** Opening DATASET EXCERPTS block **
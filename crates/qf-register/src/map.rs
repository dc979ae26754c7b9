use std::collections::BTreeMap;

use qf_core::{ErrorInfo, Pole, QfError, Symbol};
use serde::{Deserialize, Serialize};

/// Largest number of axes a register may hold.
///
/// The density operator is dense over `2^axes` basis states, so the bound
/// keeps a single instance near a million complex entries.
pub const MAX_AXES: usize = 10;

/// One two-level subsystem and the symbols labelling its poles.
#[derive(Debug, Clone, PartialEq, Eq, Serialize, Deserialize)]
pub struct Axis {
    /// Bit position of the axis in a basis index.
    pub index: usize,
    /// Symbol of the north pole (bit 0).
    pub north: Symbol,
    /// Symbol of the south pole (bit 1).
    pub south: Symbol,
}

impl Axis {
    /// Symbol labelling a pole.
    pub fn symbol(&self, pole: Pole) -> &Symbol {
        match pole {
            Pole::North => &self.north,
            Pole::South => &self.south,
        }
    }
}

/// Injective map from symbols to `(axis, pole)` coordinates.
///
/// Axis indices need not be registered in order. The register spans every
/// index up to the highest registered one; an index that was skipped is an
/// unlabelled axis.
#[derive(Debug, Clone, Default, PartialEq, Eq, Serialize, Deserialize)]
pub struct RegisterMap {
    axes: BTreeMap<usize, Axis>,
    coordinates: BTreeMap<Symbol, (usize, Pole)>,
}

fn register_error(code: &str, message: &str) -> ErrorInfo {
    ErrorInfo::new(code, message)
}

impl RegisterMap {
    /// Creates an empty map.
    pub fn new() -> Self {
        Self::default()
    }

    /// Labels axis `index` with a north and a south symbol.
    pub fn register_axis(
        &mut self,
        index: usize,
        north: impl Into<Symbol>,
        south: impl Into<Symbol>,
    ) -> Result<(), QfError> {
        let (north, south) = (north.into(), south.into());
        if index >= MAX_AXES {
            return Err(QfError::Register(
                register_error("axis-out-of-range", "axis index exceeds register capacity")
                    .with_context("axis", index)
                    .with_context("max_axes", MAX_AXES),
            ));
        }
        if north == south {
            return Err(QfError::Register(
                register_error("poles-identical", "north and south symbols must differ")
                    .with_context("symbol", &north),
            ));
        }
        if self.axes.contains_key(&index) {
            return Err(QfError::Register(
                register_error("axis-registered", "axis already labelled")
                    .with_context("axis", index),
            ));
        }
        for symbol in [&north, &south] {
            if let Some((axis, _)) = self.coordinates.get(symbol) {
                return Err(QfError::Register(
                    register_error("symbol-registered", "symbol already mapped to an axis")
                        .with_context("symbol", symbol)
                        .with_context("axis", axis),
                ));
            }
        }
        self.coordinates.insert(north.clone(), (index, Pole::North));
        self.coordinates.insert(south.clone(), (index, Pole::South));
        self.axes.insert(index, Axis { index, north, south });
        Ok(())
    }

    /// Whether the symbol labels a pole.
    pub fn has(&self, symbol: &str) -> bool {
        self.coordinates.contains_key(symbol)
    }

    /// Axis a symbol lives on.
    pub fn axis_of(&self, symbol: &str) -> Option<usize> {
        self.coordinates.get(symbol).map(|&(axis, _)| axis)
    }

    /// Pole a symbol labels.
    pub fn pole_of(&self, symbol: &str) -> Option<Pole> {
        self.coordinates.get(symbol).map(|&(_, pole)| pole)
    }

    /// Axis and pole of a symbol.
    pub fn coordinate(&self, symbol: &str) -> Option<(usize, Pole)> {
        self.coordinates.get(symbol).copied()
    }

    /// Symbol labelling a pole of an axis.
    pub fn symbol_at(&self, axis: usize, pole: Pole) -> Option<&Symbol> {
        self.axes.get(&axis).map(|a| a.symbol(pole))
    }

    /// Labelled axis at an index.
    pub fn axis(&self, index: usize) -> Option<&Axis> {
        self.axes.get(&index)
    }

    /// Labelled axes in index order.
    pub fn axes(&self) -> impl Iterator<Item = &Axis> {
        self.axes.values()
    }

    /// Registered symbols in symbol order.
    pub fn symbols(&self) -> impl Iterator<Item = &Symbol> {
        self.coordinates.keys()
    }

    /// Number of axes spanned by the register.
    pub fn axis_count(&self) -> usize {
        self.axes.keys().next_back().map_or(0, |&last| last + 1)
    }

    /// Basis size, `2^axis_count`.
    pub fn dimension(&self) -> usize {
        1usize << self.axis_count()
    }

    /// Symbols selected by a basis index, one per labelled axis in axis order.
    pub fn basis_to_symbols(&self, index: usize) -> Vec<Symbol> {
        self.axes
            .values()
            .map(|axis| axis.symbol(Pole::from_bit((index >> axis.index) & 1)).clone())
            .collect()
    }

    /// Basis index selecting exactly the given symbols.
    ///
    /// Requires one symbol per labelled axis. Unlabelled axes sit at north.
    pub fn symbols_to_basis<S: AsRef<str>>(&self, symbols: &[S]) -> Result<usize, QfError> {
        let mut index = 0usize;
        let mut covered = vec![false; self.axis_count()];
        for symbol in symbols {
            let symbol = symbol.as_ref();
            let Some((axis, pole)) = self.coordinate(symbol) else {
                return Err(QfError::Register(
                    register_error("symbol-unknown", "symbol is not mapped to an axis")
                        .with_context("symbol", symbol),
                ));
            };
            if covered[axis] {
                return Err(QfError::Register(
                    register_error("axis-repeated", "two symbols select the same axis")
                        .with_context("axis", axis),
                ));
            }
            covered[axis] = true;
            index |= pole.bit() << axis;
        }
        if let Some(missing) = self.axes.keys().find(|&&axis| !covered[axis]) {
            return Err(QfError::Register(
                register_error("axis-uncovered", "no symbol selects this axis")
                    .with_context("axis", missing),
            ));
        }
        Ok(index)
    }
}
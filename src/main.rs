// SPDX-License-Identifier: MPL-2.0
//! Toast playground: a window with buttons that fire notifications.

use iced::widget::{button, checkbox, column, row, text, Stack};
use iced::{Element, Length, Subscription, Task};
use iced_toasts::config;
use iced_toasts::notifications::{
    self, NotificationManager, NotifyOptions, Position, Priority, Severity,
};
use iced_toasts::ui::{self, ToastLayer};

#[derive(Debug, Clone)]
enum Message {
    Notify(Severity),
    SelectPosition(Position),
    ToggleHighPriority(bool),
    ToggleProgress(bool),
    DismissAll,
    Toast(notifications::Message),
}

struct Playground {
    manager: NotificationManager,
    layer: ToastLayer,
    position: Position,
    high_priority: bool,
    show_progress: bool,
    sent: u32,
}

impl Playground {
    fn new() -> Self {
        let (defaults, warning) = config::load();
        let layer = ToastLayer::new();
        let mut manager = NotificationManager::new()
            .with_defaults(defaults)
            .with_host(layer.clone(), layer.clone());
        if let Some(warning) = warning {
            manager.warning(
                NotifyOptions::text("Could not load notification defaults").description(warning),
            );
        }
        let position = manager.defaults().position;
        Self {
            manager,
            layer,
            position,
            high_priority: false,
            show_progress: true,
            sent: 0,
        }
    }

    fn update(&mut self, message: Message) -> Task<Message> {
        match message {
            Message::Notify(kind) => {
                self.sent += 1;
                let priority = if self.high_priority {
                    Priority::High
                } else {
                    Priority::Normal
                };
                let options = NotifyOptions::text(format!("{kind:?} notification #{}", self.sent))
                    .kind(kind)
                    .position(self.position)
                    .priority(priority)
                    .closable(true)
                    .show_progress(self.show_progress)
                    .on_close(|id| tracing::info!("notification {id} closed"));
                let options = if kind == Severity::Error {
                    options.persistent(true).action("Retry", |id| {
                        tracing::info!("retry requested from notification {id}");
                    })
                } else {
                    options
                };
                self.manager.notify(options);
            }
            Message::SelectPosition(position) => self.position = position,
            Message::ToggleHighPriority(enabled) => self.high_priority = enabled,
            Message::ToggleProgress(enabled) => self.show_progress = enabled,
            Message::DismissAll => self.manager.dismiss_all(None),
            Message::Toast(message) => self.manager.update(message),
        }
        Task::none()
    }

    fn view(&self) -> Element<'_, Message> {
        let severities = row(
            [Severity::Success, Severity::Info, Severity::Warning, Severity::Error]
                .into_iter()
                .map(|kind| {
                    button(text(format!("{kind:?}")))
                        .on_press(Message::Notify(kind))
                        .into()
                }),
        )
        .spacing(8);

        let positions = row(Position::ALL.into_iter().map(|position| {
            let label = if position == self.position {
                format!("[{position}]")
            } else {
                position.to_string()
            };
            button(text(label))
                .on_press(Message::SelectPosition(position))
                .into()
        }))
        .spacing(8);

        let controls = column![
            text(format!(
                "{} live, {} queued",
                self.manager.count(None),
                self.manager.queued_count()
            )),
            severities,
            positions,
            checkbox(self.high_priority)
                .label("High priority")
                .on_toggle(Message::ToggleHighPriority),
            checkbox(self.show_progress)
                .label("Progress bar")
                .on_toggle(Message::ToggleProgress),
            button(text("Dismiss all")).on_press(Message::DismissAll),
        ]
        .spacing(12)
        .padding(24);

        Stack::new()
            .push(controls)
            .push(self.layer.view().map(Message::Toast))
            .width(Length::Fill)
            .height(Length::Fill)
            .into()
    }

    fn subscription(&self) -> Subscription<Message> {
        ui::subscription(&self.manager).map(Message::Toast)
    }
}

fn setup_logging() {
    use tracing_subscriber::prelude::*;

    tracing_subscriber::registry()
        .with(tracing_subscriber::fmt::layer().with_target(false))
        .with(
            tracing_subscriber::EnvFilter::try_from_default_env()
                .unwrap_or_else(|_| "iced_toasts=info".into()),
        )
        .init();
}

fn main() -> iced::Result {
    setup_logging();

    iced::application(Playground::new, Playground::update, Playground::view)
        .title("Toast playground")
        .subscription(Playground::subscription)
        .run()
}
** Closing DATASET EXCERPTS block **
# WHAT IS NEEDED
From the records above, how many lines include the word "view"? Only the number is wanted.

# ANSWER SECTION
3